And the most problematic case — part of the case for the plaintiff is why, when they were told in the answer that they had not sued the proper party, that Costa Cruise Lines was not the carrier, was not the operator, but Costa Crociere is, why did the plaintiff not do anything?

Ruth Bader Ginsburg:

–But we — let’s clarify that point now.

I am looking at 3a, which is the court of appeals opinion, and it says that

“Costa Crociere moved to dismiss, arguing that it had been sued after the 1-year ticket period allowed for claims set forth. “

–as set forth in the ticket.

Then the rule tells us that you have this much time to serve, and then the complaint will — the — the amendment will relate back to the date of the original filing.

It doesn’t change your statement, your defense.

The 1-year statute of limitations isn’t affected.

What is affected is the complaint will relate back if there’s an amendment filed.

But the 1-year statute of limitations remains, and you didn’t bother to answer until the — that time had run.

Robert S. Glazier:

But if — if, during the 120-day period — you know, the Rule 15(c) happens to rely upon the measuring point, but service is not the crucial point.

Within that 120-day period, if the plaintiff had done anything, anything at all, to indicate that she had not sued Costa Crociere because of a mistake, then the complaint would have related back, a very easy case–

Ruth Bader Ginsburg:

Yes, but the relation back is different from the point at which the statute has run.

The statute runs after 1 year.

Then, if she does what the rules say, it can relate back to the date of the original filing.

The fact remains that you didn’t file your answer until after the limitation period had run.

Robert S. Glazier:

–Yes.

Yes, we did not file the answer.

They filed the lawsuit on the eve of the–

Samuel A. Alito, Jr.:

Why does that even matter?

I’m not really sure I’m following this argument.

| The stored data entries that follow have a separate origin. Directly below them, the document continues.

//! TOML manifest describing the records and groups `minnow pack` writes.
//!
//! ```toml
//! [[headers]]
//! kind = "text"
//! value = "snapshot-042"
//!
//! [[headers]]
//! kind = "float64"
//! values = [0.25, 1.5]
//!
//! [[groups]]
//! kind = "int64"
//! width = 4
//! blocks = [[1, 2, 3, 4], [5, 6, 7, 8]]
//! ```

use std::path::Path;

use anyhow::{bail, Context, Result};
use serde::Deserialize;

use minnow_core::{Element, MinnowSink};
use minnow_groups::GroupsExt;

/// Root of a pack manifest. Headers are written first, then groups in order.
#[derive(Debug, Default, Deserialize)]
pub struct Manifest {
    #[serde(default)]
    pub headers: Vec<HeaderSpec>,

    #[serde(default)]
    pub groups: Vec<GroupSpec>,
}

#[derive(Debug, Deserialize)]
#[serde(tag = "kind", rename_all = "lowercase")]
pub enum HeaderSpec {
    Text { value: String },
    Int64 { values: Vec<i64> },
    Float64 { values: Vec<f64> },
}

#[derive(Debug, Deserialize)]
pub struct GroupSpec {
    pub kind: GroupKind,
    /// Elements per block.
    pub width: usize,
    #[serde(default)]
    pub blocks: Vec<Vec<Number>>,
}

#[derive(Debug, Clone, Copy, PartialEq, Eq, Deserialize)]
#[serde(rename_all = "lowercase")]
pub enum GroupKind {
    Int64,
    Int32,
    Int16,
    Int8,
    Uint64,
    Uint32,
    Uint16,
    Uint8,
    Float64,
    Float32,
    /// Bit-packed int64 blocks.
    Int,
}

/// A TOML number, kept exact until the group's element type is known.
#[derive(Debug, Clone, Copy, PartialEq, Deserialize)]
#[serde(untagged)]
pub enum Number {
    Int(i64),
    Float(f64),
}

/// Conversion from a manifest number into a block element.
trait FromNumber: Element {
    fn from_number(n: Number) -> Option<Self>;
}

macro_rules! int_from_number {
    ($($ty:ty),*) => {$(
        impl FromNumber for $ty {
            fn from_number(n: Number) -> Option<Self> {
                match n {
                    Number::Int(i) => <$ty>::try_from(i).ok(),
                    Number::Float(_) => None,
                }
            }
        }
    )*};
}

int_from_number!(i64, i32, i16, i8, u64, u32, u16, u8);

impl FromNumber for f64 {
    fn from_number(n: Number) -> Option<Self> {
        Some(match n {
            Number::Int(i) => i as f64,
            Number::Float(f) => f,
        })
    }
}

impl FromNumber for f32 {
    fn from_number(n: Number) -> Option<Self> {
        Some(match n {
            Number::Int(i) => i as f32,
            Number::Float(f) => f as f32,
        })
    }
}

impl Manifest {
    pub fn from_file(path: &Path) -> Result<Self> {
        let content = std::fs::read_to_string(path)
            .with_context(|| format!("Failed to read manifest: {}", path.display()))?;
        Self::from_str(&content)
    }

    pub fn from_str(content: &str) -> Result<Self> {
        toml::from_str(content).context("Failed to parse TOML manifest")
    }

    /// Write every header and group onto `sink`.
    pub fn write_to<S: MinnowSink>(&self, sink: &mut S) -> Result<()> {
        for (i, header) in self.headers.iter().enumerate() {
            let result = match header {
                HeaderSpec::Text { value } => sink.write_header(value.as_str()),
                HeaderSpec::Int64 { values } => sink.write_header(values),
                HeaderSpec::Float64 { values } => sink.write_header(values),
            };
            result.with_context(|| format!("writing header {}", i))?;
        }
        for (i, group) in self.groups.iter().enumerate() {
            group
                .write_to(sink)
                .with_context(|| format!("writing group {} ({:?})", i, group.kind))?;
        }
        Ok(())
    }
}

impl GroupSpec {
    fn write_to<S: MinnowSink>(&self, sink: &mut S) -> Result<()> {
        match self.kind {
            GroupKind::Int64 => self.write_fixed::<i64, S>(sink),
            GroupKind::Int32 => self.write_fixed::<i32, S>(sink),
            GroupKind::Int16 => self.write_fixed::<i16, S>(sink),
            GroupKind::Int8 => self.write_fixed::<i8, S>(sink),
            GroupKind::Uint64 => self.write_fixed::<u64, S>(sink),
            GroupKind::Uint32 => self.write_fixed::<u32, S>(sink),
            GroupKind::Uint16 => self.write_fixed::<u16, S>(sink),
            GroupKind::Uint8 => self.write_fixed::<u8, S>(sink),
            GroupKind::Float64 => self.write_fixed::<f64, S>(sink),
            GroupKind::Float32 => self.write_fixed::<f32, S>(sink),
            GroupKind::Int => {
                sink.int_group(self.width)?;
                self.write_blocks::<i64, S>(sink)
            }
        }
    }

    fn write_fixed<T: FromNumber, S: MinnowSink>(&self, sink: &mut S) -> Result<()> {
        sink.fixed_group::<T>(self.width)?;
        self.write_blocks::<T, S>(sink)
    }

    fn write_blocks<T: FromNumber, S: MinnowSink>(&self, sink: &mut S) -> Result<()> {
        for (b, block) in self.blocks.iter().enumerate() {
            let values = convert::<T>(block).with_context(|| format!("block {}", b))?;
            sink.write_data(T::to_block(&values))
                .with_context(|| format!("block {}", b))?;
        }
        Ok(())
    }
}

fn convert<T: FromNumber>(block: &[Number]) -> Result<Vec<T>> {
    block
        .iter()
        .enumerate()
        .map(|(i, &n)| match T::from_number(n) {
            Some(v) => Ok(v),
            None => bail!("element {} ({:?}) does not fit in {}", i, n, T::KIND),
        })
        .collect()
}

#[cfg(test)]
mod tests {
    use std::io::Cursor;

    use super::*;
    use minnow_core::{Reader, Values, Writer};
    use minnow_groups::decoder_for;

    const SAMPLE: &str = r#"
        [[headers]]
        kind = "text"
        value = "run-7"

        [[headers]]
        kind = "float64"
        values = [0.5, 2]

        [[groups]]
        kind = "int64"
        width = 2
        blocks = [[1, 2], [3, 4]]

        [[groups]]
        kind = "float32"
        width = 1
        blocks = [[1.5], [2]]

        [[groups]]
        kind = "int"
        width = 3
        blocks = [[100, 90, 80]]
    "#;

    #[test]
    fn test_parse_manifest() {
        let manifest = Manifest::from_str(SAMPLE).unwrap();
        assert_eq!(manifest.headers.len(), 2);
        assert_eq!(manifest.groups.len(), 3);
        assert_eq!(manifest.groups[0].kind, GroupKind::Int64);
        assert_eq!(manifest.groups[1].blocks[1], vec![Number::Int(2)]);
        assert_eq!(manifest.groups[2].kind, GroupKind::Int);
    }

    #[test]
    fn test_empty_manifest() {
        let manifest = Manifest::from_str("").unwrap();
        assert!(manifest.headers.is_empty());
        assert!(manifest.groups.is_empty());
    }

    #[test]
    fn test_pack_round_trip() {
        let manifest = Manifest::from_str(SAMPLE).unwrap();
        let mut w = Writer::new(Cursor::new(Vec::new())).unwrap();
        manifest.write_to(&mut w).unwrap();
        let (header, out) = w.finish().unwrap();
        assert_eq!(header.header_count, 2);
        assert_eq!(header.block_count, 5);

        let mut r = Reader::new(Cursor::new(out.into_inner())).unwrap();
        assert_eq!(r.read_header(0).unwrap(), b"run-7");
        let data = r.read_group_data(1).unwrap();
        let decoder = decoder_for(r.group_type(1).unwrap(), &[], r.block_count()).unwrap();
        assert_eq!(decoder.decode(&data).unwrap(), Values::F32(vec![1.5, 2.0]));
    }

    #[test]
    fn test_out_of_range_number_is_reported() {
        let manifest = Manifest::from_str(
            r#"
            [[groups]]
            kind = "uint8"
            width = 2
            blocks = [[1, 300]]
            "#,
        )
        .unwrap();
        let mut w = Writer::new(Cursor::new(Vec::new())).unwrap();
        let err = manifest.write_to(&mut w).unwrap_err();
        let chain = format!("{:#}", err);
        assert!(chain.contains("300") && chain.contains("uint8"), "got: {chain}");
    }

    #[test]
    fn test_width_mismatch_is_reported() {
        let manifest = Manifest::from_str(
            r#"
            [[groups]]
            kind = "int16"
            width = 3
            blocks = [[1, 2]]
            "#,
        )
        .unwrap();
        let mut w = Writer::new(Cursor::new(Vec::new())).unwrap();
        let err = manifest.write_to(&mut w).unwrap_err();
        assert!(format!("{:#}", err).contains("encoding error"));
    }
}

Let’s say that the answer was filed during the limitations period, and the lawyer — the plaintiff’s lawyer is a solo practitioner, and he or she is out of the office because the lawyer’s on a cruise–

[Laughter]

And by that time, the limitations period has run.

It’s still a mistake.

Robert S. Glazier:

–If–

Samuel A. Alito, Jr.:

Where do you see in — the question on which cert was granted has to do with imputed knowledge.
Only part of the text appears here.